William Styron's memoir, "Darkness Visible," is an expanded and revised version of a lecture he gave here in April 1989 at an Annual Symposium on Mood Disorders sponsored by the Depression and Related Affective Disorders Association (DRADA) and the Department of Psychiatry of the Johns Hopkins University School of Medicine.
Like the other 400 members of that audience, I was moved by Mr. Styron's description of his gradual descent into the despair of clinical depression and by his wit in protesting the name "depression" and in recounting his "surrender" to occupational therapy in the hospital.
In describing his clinical depression he speaks for many others. However, every patient's experience is different.

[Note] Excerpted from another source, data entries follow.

pub mod api;
pub mod config;
pub mod logging;
pub mod node;

pub use config::NodeConfig;
pub use node::AicurateNode;
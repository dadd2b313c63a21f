pub mod chain;
pub mod error;
pub mod gateway;
pub mod limiter;
pub mod types;

pub use chain::{SimulatedContract, TokenContract};
pub use error::{MintError, Result};
pub use gateway::{MintGateway, MintReceipt};
pub use limiter::RateLimiter;
pub use types::{Cur8Amount, MintConfig};
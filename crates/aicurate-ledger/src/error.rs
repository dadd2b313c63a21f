use crate::types::{BadgeType, UserId};
use thiserror::Error;

#[derive(Error, Debug)]
pub enum LedgerError {
    #[error("User not found: {0}")]
    UserNotFound(UserId),

    #[error("Badge {badge} already minted for {user}")]
    AlreadyMinted { user: UserId, badge: BadgeType },

    #[error("Proof point overflow for {0}")]
    PointOverflow(UserId),

    #[error("Ledger write failed: {0}")]
    WriteFailed(String),

    #[error("Reconciliation mismatch for {user}: ledger has {ledger_total}, activity sums to {activity_total}")]
    ReconciliationMismatch {
        user: UserId,
        ledger_total: u64,
        activity_total: u64,
    },

    #[error("Serialization error: {0}")]
    SerializationError(#[from] serde_json::Error),
}

pub type Result<T> = std::result::Result<T, LedgerError>;
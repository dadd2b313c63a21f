use aicurate_mint::SimulatedContract;
use aicurate_node::api::router;
use aicurate_node::config::NodeConfig;
use aicurate_node::node::AicurateNode;
use axum::body::{to_bytes, Body};
use axum::http::{Request, StatusCode};
use axum::Router;
use std::sync::Arc;
use tower::ServiceExt;

const WALLET: &str = "0x00112233445566778899aabbccddeeff00112233";

fn test_config() -> NodeConfig {
    let mut config = NodeConfig::default();
    config.mint.conversion_rate = 100;
    config.mint.min_proof_points = 100;
    config.mint.daily_claim_limit = 1;
    config.mint.max_reward_per_tx = 10;
    config.mint.claim_cooldown_secs = 0;
    config
}

async fn test_app() -> (Router, Arc<SimulatedContract>) {
    let config = test_config();
    let contract = Arc::new(SimulatedContract::new([config.mint.signer.clone()]));
    let node = AicurateNode::with_contract(&config, contract.clone())
        .await
        .unwrap();
    (router(node), contract)
}

async fn post_json(app: &Router, uri: &str, body: serde_json::Value) -> (StatusCode, serde_json::Value) {
    let response = app
        .clone()
        .oneshot(
            Request::builder()
                .method("POST")
                .uri(uri)
                .header("content-type", "application/json")
                .body(Body::from(body.to_string()))
                .unwrap(),
        )
        .await
        .unwrap();
    let status = response.status();
    let bytes = to_bytes(response.into_body(), usize::MAX).await.unwrap();
    let json = serde_json::from_slice(&bytes).unwrap_or(serde_json::Value::Null);
    (status, json)
}

async fn get_json(app: &Router, uri: &str) -> (StatusCode, serde_json::Value) {
    let response = app
        .clone()
        .oneshot(Request::builder().uri(uri).body(Body::empty()).unwrap())
        .await
        .unwrap();
    let status = response.status();
    let bytes = to_bytes(response.into_body(), usize::MAX).await.unwrap();
    let json = serde_json::from_slice(&bytes).unwrap_or(serde_json::Value::Null);
    (status, json)
}

fn challenge_body(user: &str, challenge: &str, points: u64) -> serde_json::Value {
    serde_json::json!({
        "userId": user,
        "challengeId": challenge,
        "proofPointsEarned": points,
        "userWalletAddress": WALLET,
    })
}

#[tokio::test]
async fn replayed_event_credits_once() {
    let (app, contract) = test_app().await;

    let (status, first) = post_json(
        &app,
        "/v1/challenge/complete",
        challenge_body("user-1", "challenge-1", 100),
    )
    .await;
    assert_eq!(status, StatusCode::OK);
    assert_eq!(first["proofPoints"], 100);
    assert_eq!(first["alreadyApplied"], false);
    assert_eq!(first["mint"]["minted"], true);

    let (status, replay) = post_json(
        &app,
        "/v1/challenge/complete",
        challenge_body("user-1", "challenge-1", 100),
    )
    .await;
    assert_eq!(status, StatusCode::OK);
    assert_eq!(replay["proofPoints"], 100);
    assert_eq!(replay["alreadyApplied"], true);
    assert_eq!(replay["mint"]["txHash"], first["mint"]["txHash"]);

    // Exactly one on-chain transaction happened.
    let wallet = aicurate_ledger::WalletAddress::from_string(WALLET).unwrap();
    assert_eq!(contract.minted_total(wallet).await.value(), 1);
}

#[tokio::test]
async fn rate_limited_mint_keeps_credit() {
    let (app, _contract) = test_app().await;

    let (status, first) = post_json(
        &app,
        "/v1/challenge/complete",
        challenge_body("user-2", "challenge-1", 100),
    )
    .await;
    assert_eq!(status, StatusCode::OK);
    assert_eq!(first["mint"]["minted"], true);

    // Daily limit is one token: the second event still earns points but
    // the mint leg is rejected.
    let (status, second) = post_json(
        &app,
        "/v1/challenge/complete",
        challenge_body("user-2", "challenge-2", 100),
    )
    .await;
    assert_eq!(status, StatusCode::OK);
    assert_eq!(second["proofPoints"], 200);
    assert_eq!(second["mint"]["minted"], false);
    assert_eq!(second["mint"]["retryable"], false);
    assert!(second["mint"]["error"]
        .as_str()
        .unwrap()
        .contains("rate limited"));
}

#[tokio::test]
async fn chain_failure_reports_retryable_mint() {
    let (app, contract) = test_app().await;

    contract.fail_next_mint("rpc timeout").await;
    let (status, body) = post_json(
        &app,
        "/v1/challenge/complete",
        challenge_body("user-3", "challenge-1", 100),
    )
    .await;
    assert_eq!(status, StatusCode::OK);
    assert_eq!(body["proofPoints"], 100);
    assert_eq!(body["mint"]["minted"], false);
    assert_eq!(body["mint"]["retryable"], true);
}

#[tokio::test]
async fn duplicate_badge_mint_rejected() {
    let (app, _contract) = test_app().await;

    let body = serde_json::json!({
        "worldcoinId": "worldcoin-1",
        "userAddress": WALLET,
        "badgeName": "pioneer",
        "transactionId": "0xabc",
    });

    let (status, first) = post_json(&app, "/v1/badge/mint", body.clone()).await;
    assert_eq!(status, StatusCode::OK);
    assert_eq!(first["badgeMint"]["badge"], "pioneer");

    let (status, second) = post_json(&app, "/v1/badge/mint", body).await;
    assert_eq!(status, StatusCode::CONFLICT);
    assert!(second["error"].as_str().unwrap().contains("already minted"));

    // Still exactly one badge on record.
    let (status, badges) = get_json(&app, "/v1/user/worldcoin-1/badges").await;
    assert_eq!(status, StatusCode::OK);
    assert_eq!(badges["badges"].as_array().unwrap().len(), 1);
}

#[tokio::test]
async fn invalid_reward_amount_is_bad_request() {
    let (app, _contract) = test_app().await;

    let (status, body) = post_json(
        &app,
        "/v1/challenge/complete",
        challenge_body("user-4", "challenge-1", 0),
    )
    .await;
    assert_eq!(status, StatusCode::BAD_REQUEST);
    assert!(body["error"].as_str().unwrap().contains("positive"));

    // No user record was created as a side effect of the rejected event.
    let (status, _) = get_json(&app, "/v1/user/user-4/badges").await;
    assert_eq!(status, StatusCode::NOT_FOUND);
}

#[tokio::test]
async fn failed_quiz_earns_nothing() {
    let (app, _contract) = test_app().await;

    let (status, _) = post_json(
        &app,
        "/v1/quiz/complete",
        serde_json::json!({
            "userId": "user-5",
            "quizId": "quiz-1",
            "score": 30,
            "proofPointsEarned": 50,
        }),
    )
    .await;
    assert_eq!(status, StatusCode::BAD_REQUEST);

    let (status, body) = post_json(
        &app,
        "/v1/quiz/complete",
        serde_json::json!({
            "userId": "user-5",
            "quizId": "quiz-1",
            "score": 85,
            "proofPointsEarned": 50,
        }),
    )
    .await;
    assert_eq!(status, StatusCode::OK);
    assert_eq!(body["proofPoints"], 50);
}

#[tokio::test]
async fn cur8_transactions_view_lists_mint_events() {
    let (app, _contract) = test_app().await;

    post_json(
        &app,
        "/v1/challenge/complete",
        challenge_body("user-6", "challenge-1", 100),
    )
    .await;

    let (status, body) = get_json(&app, "/v1/user/user-6/cur8-transactions").await;
    assert_eq!(status, StatusCode::OK);
    let transactions = body["transactions"].as_array().unwrap();
    assert_eq!(transactions.len(), 1);
    assert_eq!(transactions[0]["kind"], "token_mint");
    assert_eq!(transactions[0]["pointsDelta"], 0);

    // The full activity view carries both the earn and the mint entries.
    let (status, body) = get_json(&app, "/v1/user/user-6/activity").await;
    assert_eq!(status, StatusCode::OK);
    assert_eq!(body["activity"].as_array().unwrap().len(), 2);
}

#[tokio::test]
async fn unknown_user_is_not_found() {
    let (app, _contract) = test_app().await;

    let (status, _) = get_json(&app, "/v1/user/nobody/badges").await;
    assert_eq!(status, StatusCode::NOT_FOUND);

    let (status, _) = get_json(&app, "/v1/user/nobody/cur8-transactions").await;
    assert_eq!(status, StatusCode::NOT_FOUND);
}
pub mod error;
pub mod notify;
pub mod orchestrator;
pub mod policy;

pub use error::{Result, RewardError};
pub use notify::{LevelUpNotifier, LogNotifier};
pub use orchestrator::{MintOutcome, RewardOrchestrator, RewardOutcome};
pub use policy::{PolicyConfig, RewardDecision, RewardEvent, RewardPolicy};
use aicurate_mint::MintConfig;
use aicurate_rewards::PolicyConfig;
use anyhow::Result;
use serde::{Deserialize, Serialize};
use std::env;
use std::path::Path;

#[derive(Debug, Clone, Serialize, Deserialize)]
pub struct NodeConfig {
    pub node: NodeSettings,
    pub api: ApiConfig,
    pub policy: PolicyConfig,
    pub mint: MintConfig,
}

#[derive(Debug, Clone, Serialize, Deserialize)]
pub struct NodeSettings {
    pub name: String,
}

#[derive(Debug, Clone, Serialize, Deserialize)]
pub struct ApiConfig {
    pub host: String,
    pub port: u16,
}

impl Default for NodeConfig {
    fn default() -> Self {
        Self {
            node: NodeSettings {
                name: "aicurate-node".to_string(),
            },
            api: ApiConfig {
                host: "127.0.0.1".to_string(),
                port: 8080,
            },
            policy: PolicyConfig::default(),
            mint: MintConfig::default(),
        }
    }
}

impl NodeConfig {
    pub fn from_file(path: &Path) -> Result<Self> {
        let content = std::fs::read_to_string(path)?;
        let config: Self = toml::from_str(&content)?;
        Ok(config)
    }

    pub fn save_to_file(&self, path: &Path) -> Result<()> {
        let content = toml::to_string_pretty(self)?;
        std::fs::write(path, content)?;
        Ok(())
    }

    /// Environment variables win over file values; precedence is applied by
    /// the caller after loading.
    pub fn apply_env_overrides(&mut self) {
        if let Ok(name) = env::var("AICURATE_NODE_NAME") {
            if !name.is_empty() {
                self.node.name = name;
            }
        }

        if let Ok(host) = env::var("AICURATE_API_HOST") {
            self.api.host = host;
        }
        if let Ok(port) = env::var("AICURATE_API_PORT") {
            if let Ok(port) = port.parse() {
                self.api.port = port;
            }
        }

        if let Ok(address) = env::var("AICURATE_CONTRACT_ADDRESS") {
            self.mint.contract_address = address;
        }
        if let Ok(signer) = env::var("AICURATE_SIGNER") {
            self.mint.signer = signer;
        }
        if let Ok(rate) = env::var("AICURATE_CONVERSION_RATE") {
            if let Ok(rate) = rate.parse() {
                self.mint.conversion_rate = rate;
            }
        }
        if let Ok(min) = env::var("AICURATE_MIN_PROOF_POINTS") {
            if let Ok(min) = min.parse() {
                self.mint.min_proof_points = min;
            }
        }
        if let Ok(limit) = env::var("AICURATE_DAILY_CLAIM_LIMIT") {
            if let Ok(limit) = limit.parse() {
                self.mint.daily_claim_limit = limit;
            }
        }
        if let Ok(max) = env::var("AICURATE_MAX_REWARD_PER_TX") {
            if let Ok(max) = max.parse() {
                self.mint.max_reward_per_tx = max;
            }
        }
        if let Ok(cooldown) = env::var("AICURATE_CLAIM_COOLDOWN_SECS") {
            if let Ok(cooldown) = cooldown.parse() {
                self.mint.claim_cooldown_secs = cooldown;
            }
        }
    }
}

#[cfg(test)]
mod tests {
    use super::*;

    #[test]
    fn test_toml_roundtrip() {
        let config = NodeConfig::default();
        let dir = tempfile::tempdir().unwrap();
        let path = dir.path().join("aicurate.toml");

        config.save_to_file(&path).unwrap();
        let loaded = NodeConfig::from_file(&path).unwrap();

        assert_eq!(loaded.api.port, config.api.port);
        assert_eq!(loaded.mint.conversion_rate, config.mint.conversion_rate);
        assert_eq!(loaded.policy.badge_mint_points, config.policy.badge_mint_points);
    }

    #[test]
    fn test_env_overrides() {
        let mut config = NodeConfig::default();
        env::set_var("AICURATE_API_PORT", "9090");
        env::set_var("AICURATE_CONVERSION_RATE", "200");
        env::set_var("AICURATE_SIGNER", "backend-2");

        config.apply_env_overrides();
        assert_eq!(config.api.port, 9090);
        assert_eq!(config.mint.conversion_rate, 200);
        assert_eq!(config.mint.signer, "backend-2");

        env::remove_var("AICURATE_API_PORT");
        env::remove_var("AICURATE_CONVERSION_RATE");
        env::remove_var("AICURATE_SIGNER");
    }
}
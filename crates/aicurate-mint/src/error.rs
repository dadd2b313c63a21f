use thiserror::Error;

#[derive(Error, Debug)]
pub enum MintError {
    #[error("Backend signer is not an authorized minter on the token contract")]
    MinterNotAuthorized,

    #[error("Proof points below minting floor: {points} < {min}")]
    BelowMinimum { points: u64, min: u64 },

    #[error("Reward of {tokens} CUR8 exceeds per-transaction maximum of {max}")]
    RewardTooLarge { tokens: u64, max: u64 },

    #[error("Mint rate limited, retry after {retry_after_secs}s")]
    RateLimited { retry_after_secs: u64 },

    #[error("Chain call failed: {0}")]
    ChainCallFailed(String),
}

impl MintError {
    /// Transient failures are eligible for an out-of-band retry; policy
    /// rejections are not.
    pub fn is_transient(&self) -> bool {
        matches!(self, Self::ChainCallFailed(_))
    }
}

pub type Result<T> = std::result::Result<T, MintError>;

#[cfg(test)]
mod tests {
    use super::*;

    #[test]
    fn test_transient_classification() {
        assert!(MintError::ChainCallFailed("rpc timeout".to_string()).is_transient());
        assert!(!MintError::MinterNotAuthorized.is_transient());
        assert!(!MintError::RateLimited {
            retry_after_secs: 60
        }
        .is_transient());
        assert!(!MintError::RewardTooLarge {
            tokens: 20,
            max: 10
        }
        .is_transient());
        assert!(!MintError::BelowMinimum {
            points: 10,
            min: 100
        }
        .is_transient());
    }
}
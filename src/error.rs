use thiserror::Error;

#[derive(Error, Debug)]
pub enum SaimokuError {
    #[error("設定エラー: {0}")]
    Config(String),

    #[error("ファイルが見つかりません: {0}")]
    FileNotFound(String),

    #[error("シートが見つかりません: {sheet}（シート一覧: {available}）")]
    SheetNotFound { sheet: String, available: String },

    #[error("列が見つかりません: {0}")]
    ColumnNotFound(String),

    #[error("列指定が不正です: {0}")]
    InvalidColumn(String),

    #[error("見出し行がシートの範囲外です: {0}行目")]
    HeaderRowOutOfRange(usize),

    #[error("Excel読み込みエラー: {0}")]
    ExcelRead(String),

    #[error("Excel書き込みエラー: {0}")]
    ExcelWrite(String),

    #[error("JSON解析エラー: {0}")]
    JsonParse(#[from] serde_json::Error),

    #[error("IOエラー: {0}")]
    Io(#[from] std::io::Error),

    #[error(transparent)]
    Common(#[from] saimoku_common::Error),
}

pub type Result<T> = std::result::Result<T, SaimokuError>;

Mr. Styron couldn't tolerate the first antidepressant medication he was prescribed. He also felt he was dangerously and excessively tranquilized. Finally, he feels it was hospitalization and good nursing care (much of which had come from his wife, Rose, and friend Art Buchwald prior to hospitalization) that kept him out of harm's way and facilitated his recovery.
Four other patients have spoken about their depressive illnesses at the Annual Mood Disorders Symposium. In 1986, a school counselor, who suffered episodic depressions that were undiagnosed for 20 years, attributed her recovery to accurate diagnosis and a tricyclic antidepressant drug.
In 1987, a dentist with manic-depressive disorder (or bipolar disorder), thanked the caring staff at the National Institutes of Mental Health, his medication, carbamazepine, and his wife for getting him well.
In 1988, Norman Endler, Ph.D., a prominent professor of psychology from Toronto, claimed that electroconvulsive therapy (sometimes misnamed electroshock therapy) was key to his recovery and was also grateful that his doctor had kept him out of the hospital.
In 1990, Artie Houston, who founded the National Hemophilia Society and who was president of the National Depressive and Manic Depressive Association, said lithium was behind her successful treatment.
The moral of four stories (or 4,000) is that there are several generally effective treatments for clinical depression and manic depressive illness. All these treatments engender gratitude and loyalty, but none of them is fully understood. The prudent application of any therapy requires careful diagnosis (a point missed in Mr. Styron's commentary), although this alone does not guarantee rapid relief.
Mr. Styron's treatment was asylum and tincture of time. For most patients with severe depression, this would be too slow, too expensive and too painful, since 80 percent of these patients respond favorably to medications and brief outpatient psychotherapy. Sadly, fewer than 30 percent of seriously depressed patients are both diagnosed and treated for this condition.
We still don't know why antidepressants work so well for the majority of seriously depressed people and why they fail in 20 percent of patients. But then we still don't understand exactly how aspirin works either.
Now that we understand clinical depression and manic-depressive disorder as diseases, research is focused on understand-ing the genetic and brain mechanisms underlying them. We believe the research someday will produce diagnostic tests and curative treatments. This is especially important for the 20 percent of patients who remain depressed despite treatment with otherwise effective antidepressant therapies.
In the meantime, let us be Rose Styrons and Art Buchwalds for our depressed colleagues and family members: to help them seek professional help and to help them keep going until recovery arrives, which it does even when it is least expected.